What to work on: Where the line with "self.cancels.fetch_add(1, Ordering::SeqCst);" appears below, start writing out lines exactly, and finish with the line with "pub struct MockRepository", which is included; write out nothing else.

───── The data ─────

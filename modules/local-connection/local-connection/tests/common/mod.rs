#![allow(clippy::unwrap_used, clippy::expect_used, dead_code)]

//! Mock collaborators shared by the integration tests.

use std::sync::Arc;
use std::sync::atomic::{AtomicBool, AtomicU64, AtomicUsize, Ordering};
use std::time::Duration;

use async_trait::async_trait;
use local_connection::TransportDirectory;
use local_connection_sdk::{
    ClientError, ClientServiceRegistry, CommunicationError, ComponentError, ConnectionError,
    ConnectionProperties, LogonError, LogonResult, LogonService, LogonServiceError, QueryRequest,
    QueryService, QueryServiceError, RequestAck, ServiceHub, SessionContext, SessionMetadata,
    SessionToken, VdbKey, VdbLifecycleListener, VdbRepository,
};
use parking_lot::Mutex;
use vdb_security::{LocalSecurityHelper, Principal, SecurityHelper};

pub const DOMAIN: &str = "corp";
pub const VDB: &str = "sales";

pub fn principal(name: &str) -> Principal {
    Principal::builder().name(name).security_domain(DOMAIN).build()
}

pub fn request(id: i64) -> QueryRequest {
    QueryRequest {
        request_id: id,
        sql: "SELECT 1".to_owned(),
    }
}

/// How the mock logon backend answers.
#[derive(Debug, Clone)]
pub enum LogonBehavior {
    Accept,
    Reject(String),
    Unreachable(String),
    Broken(String),
}

/// Logon backend counting calls.
///
/// Establishes sessions as the caller identity handed over on the session
/// context, like a passthrough-capable backend.
pub struct MockLogon {
    domain: Option<String>,
    behavior: Mutex<LogonBehavior>,
    pub logons: AtomicUsize,
    pub logoffs: AtomicUsize,
    pub pings: AtomicUsize,
    in_flight: AtomicUsize,
    pub max_in_flight: AtomicUsize,
    logon_delay_ms: AtomicU64,
    logoff_delay_ms: AtomicU64,
    /// Principal recorded on the session at the last logoff.
    pub last_logoff_principal: Mutex<Option<String>>,
    stall_logoff: AtomicBool,
    stall_ping: AtomicBool,
}

impl MockLogon {
    fn new(domain: Option<&str>) -> Self {
        Self {
            domain: domain.map(str::to_owned),
            behavior: Mutex::new(LogonBehavior::Accept),
            logons: AtomicUsize::new(0),
            logoffs: AtomicUsize::new(0),
            pings: AtomicUsize::new(0),
            in_flight: AtomicUsize::new(0),
            max_in_flight: AtomicUsize::new(0),
            logon_delay_ms: AtomicU64::new(0),
            logoff_delay_ms: AtomicU64::new(0),
            last_logoff_principal: Mutex::new(None),
            stall_logoff: AtomicBool::new(false),
            stall_ping: AtomicBool::new(false),
        }
    }

    pub fn set_behavior(&self, behavior: LogonBehavior) {
        *self.behavior.lock() = behavior;
    }

    pub fn set_logon_delay(&self, delay: Duration) {
        self.logon_delay_ms
            .store(u64::try_from(delay.as_millis()).unwrap(), Ordering::SeqCst);
    }

    pub fn set_logoff_delay(&self, delay: Duration) {
        self.logoff_delay_ms
            .store(u64::try_from(delay.as_millis()).unwrap(), Ordering::SeqCst);
    }

    pub fn stall_logoff(&self) {
        self.stall_logoff.store(true, Ordering::SeqCst);
    }

    pub fn stall_ping(&self) {
        self.stall_ping.store(true, Ordering::SeqCst);
    }

    pub fn logons(&self) -> usize {
        self.logons.load(Ordering::SeqCst)
    }

    pub fn logoffs(&self) -> usize {
        self.logoffs.load(Ordering::SeqCst)
    }
}

#[async_trait]
impl LogonService for MockLogon {
    async fn logon(
        &self,
        ctx: &SessionContext,
        _props: &ConnectionProperties,
    ) -> Result<LogonResult, LogonServiceError> {
        let n = self.logons.fetch_add(1, Ordering::SeqCst) + 1;
        let now = self.in_flight.fetch_add(1, Ordering::SeqCst) + 1;
        self.max_in_flight.fetch_max(now, Ordering::SeqCst);

        let delay = self.logon_delay_ms.load(Ordering::SeqCst);
        if delay > 0 {
            tokio::time::sleep(Duration::from_millis(delay)).await;
        }
        self.in_flight.fetch_sub(1, Ordering::SeqCst);

        let behavior = self.behavior.lock().clone();
        match behavior {
            LogonBehavior::Accept => {}
            LogonBehavior::Reject(msg) => return Err(LogonError::new(msg).into()),
            LogonBehavior::Unreachable(msg) => {
                return Err(ComponentError::internal("logon failed")
                    .with_source(CommunicationError::new(msg))
                    .into());
            }
            LogonBehavior::Broken(msg) => return Err(ComponentError::internal(msg).into()),
        }

        let principal = ctx.security_context();
        let username = principal
            .as_ref()
            .map_or_else(|| "anonymous".to_owned(), |p| p.name().to_owned());
        let session_token = SessionToken::new(format!("session-{n}"), username);
        ctx.establish(SessionMetadata {
            session_token: session_token.clone(),
            vdb_name: VDB.to_owned(),
            vdb_version: None,
            principal,
            security_domain: self.domain.clone(),
        });

        Ok(LogonResult {
            session_token,
            vdb_name: VDB.to_owned(),
            vdb_version: None,
            payload: None,
        })
    }

    async fn logoff(&self, ctx: &SessionContext) -> Result<(), LogonServiceError> {
        self.logoffs.fetch_add(1, Ordering::SeqCst);
        *self.last_logoff_principal.lock() = ctx.principal().map(|p| p.name().to_owned());
        if self.stall_logoff.load(Ordering::SeqCst) {
            std::future::pending::<()>().await;
        }
        let delay = self.logoff_delay_ms.load(Ordering::SeqCst);
        if delay > 0 {
            tokio::time::sleep(Duration::from_millis(delay)).await;
        }
        ctx.close_session();
        Ok(())
    }

    async fn ping(&self, ctx: &SessionContext) -> Result<(), LogonServiceError> {
        self.pings.fetch_add(1, Ordering::SeqCst);
        if self.stall_ping.load(Ordering::SeqCst) {
            std::future::pending::<()>().await;
        }
        if ctx.is_closed() {
            return Err(ComponentError::internal("session is closed").into());
        }
        Ok(())
    }
}

/// Query backend counting calls.
#[derive(Default)]
pub struct MockQuery {
    pub executes: AtomicUsize,
    pub cancels: AtomicUsize,
    /// Session id observed by the last call.
    pub last_session: Mutex<Option<String>>,
}

impl MockQuery {
    pub fn executes(&self) -> usize {
        self.executes.load(Ordering::SeqCst)
    }

    pub fn cancels(&self) -> usize {
        self.cancels.load(Ordering::SeqCst)
    }
}

#[async_trait]
impl QueryService for MockQuery {
    async fn execute(
        &self,
        ctx: &SessionContext,
        request: QueryRequest,
    ) -> Result<RequestAck, QueryServiceError> {
        self.executes.fetch_add(1, Ordering::SeqCst);
        assert!(request.sql != "PANIC", "engine exploded");
        if request.sql.is_empty() {
            return Err(QueryServiceError::Processing("empty statement".to_owned()));
        }
        let session_id = ctx.session_id().unwrap_or_default();
        *self.last_session.lock() = Some(session_id.clone());
        Ok(RequestAck {
            request_id: request.request_id,
            session_id,
        })
    }

    async fn cancel_request(
        &self,
        ctx: &SessionContext,
        _request_id: i64,
    ) -> Result<bool, QueryServiceError> {
        self.cancels.fetch_add(1, Ordering::SeqCst);
        *self.last_session.lock() = ctx.session_id();
        Ok(true)
    }
}

/// VDB repository recording listener registrations.
#[derive(Default)]
pub struct MockRepository {
    pub listeners: Mutex<Vec<Arc<dyn VdbLifecycleListener>>>,
}

impl VdbRepository for MockRepository {
    fn add_listener(&self, listener: Arc<dyn VdbLifecycleListener>) {
        self.listeners.lock().push(listener);
    }

    fn remove_listener(&self, listener: &Arc<dyn VdbLifecycleListener>) {
        self.listeners.lock().retain(|l| !Arc::ptr_eq(l, listener));
    }
}

pub struct MockRegistry {
    hub: ServiceHub,
    pub helper: Arc<LocalSecurityHelper>,
    pub repository: Option<Arc<MockRepository>>,
    pub waits: AtomicUsize,
    pub vdb_ready: AtomicBool,
}

#[async_trait]
impl ClientServiceRegistry for MockRegistry {
    fn services(&self) -> &ServiceHub {
        &self.hub
    }

    fn security_helper(&self) -> Arc<dyn SecurityHelper> {
        self.helper.clone()
    }

    async fn wait_for_finished(&self, vdb: &VdbKey, _timeout: Duration) -> Result<(), ClientError> {
        self.waits.fetch_add(1, Ordering::SeqCst);
        if self.vdb_ready.load(Ordering::SeqCst) {
            Ok(())
        } else {
            Err(ConnectionError::new(format!("VDB {vdb} is not yet deployed or is not active")).into())
        }
    }

    fn vdb_repository(&self) -> Option<Arc<dyn VdbRepository>> {
        self.repository
            .clone()
            .map(|r| r as Arc<dyn VdbRepository>)
    }
}

/// A transport directory with one mock registry bound as "local".
pub struct Fixture {
    pub directory: TransportDirectory,
    pub registry: Arc<MockRegistry>,
    pub logon: Arc<MockLogon>,
    pub query: Arc<MockQuery>,
}

impl Fixture {
    /// Sessions authenticated within the `corp` security domain.
    pub fn new() -> Self {
        Self::build(Some(DOMAIN), true)
    }

    /// Sessions carry no security domain; the registry has no VDB repository.
    pub fn without_domain() -> Self {
        Self::build(None, false)
    }

    fn build(domain: Option<&str>, with_repository: bool) -> Self {
        let logon = Arc::new(MockLogon::new(domain));
        let query = Arc::new(MockQuery::default());

        let hub = ServiceHub::new();
        hub.register::<dyn LogonService>(logon.clone());
        hub.register::<dyn QueryService>(query.clone());

        let registry = Arc::new(MockRegistry {
            hub,
            helper: Arc::new(LocalSecurityHelper::with_principal(principal("alice"))),
            repository: with_repository.then(|| Arc::new(MockRepository::default())),
            waits: AtomicUsize::new(0),
            vdb_ready: AtomicBool::new(true),
        });

        let directory = TransportDirectory::new();
        directory.bind("local", registry.clone());

        Self {
            directory,
            registry,
            logon,
            query,
        }
    }

    pub fn props(&self) -> ConnectionProperties {
        ConnectionProperties::new().with("VirtualDatabaseName", VDB)
    }

    pub fn passthrough_props(&self) -> ConnectionProperties {
        self.props().with("PassthroughAuthentication", "true")
    }

    /// Change the identity the calling context is associated with.
    pub fn associate(&self, name: &str) {
        self.registry.helper.associate(Some(principal(name)));
    }
}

─────

Solution for this task:
        self.cancels.fetch_add(1, Ordering::SeqCst);
        *self.last_session.lock() = ctx.session_id();
        Ok(true)
    }
}

/// VDB repository recording listener registrations.
#[derive(Default)]
pub struct MockRepository {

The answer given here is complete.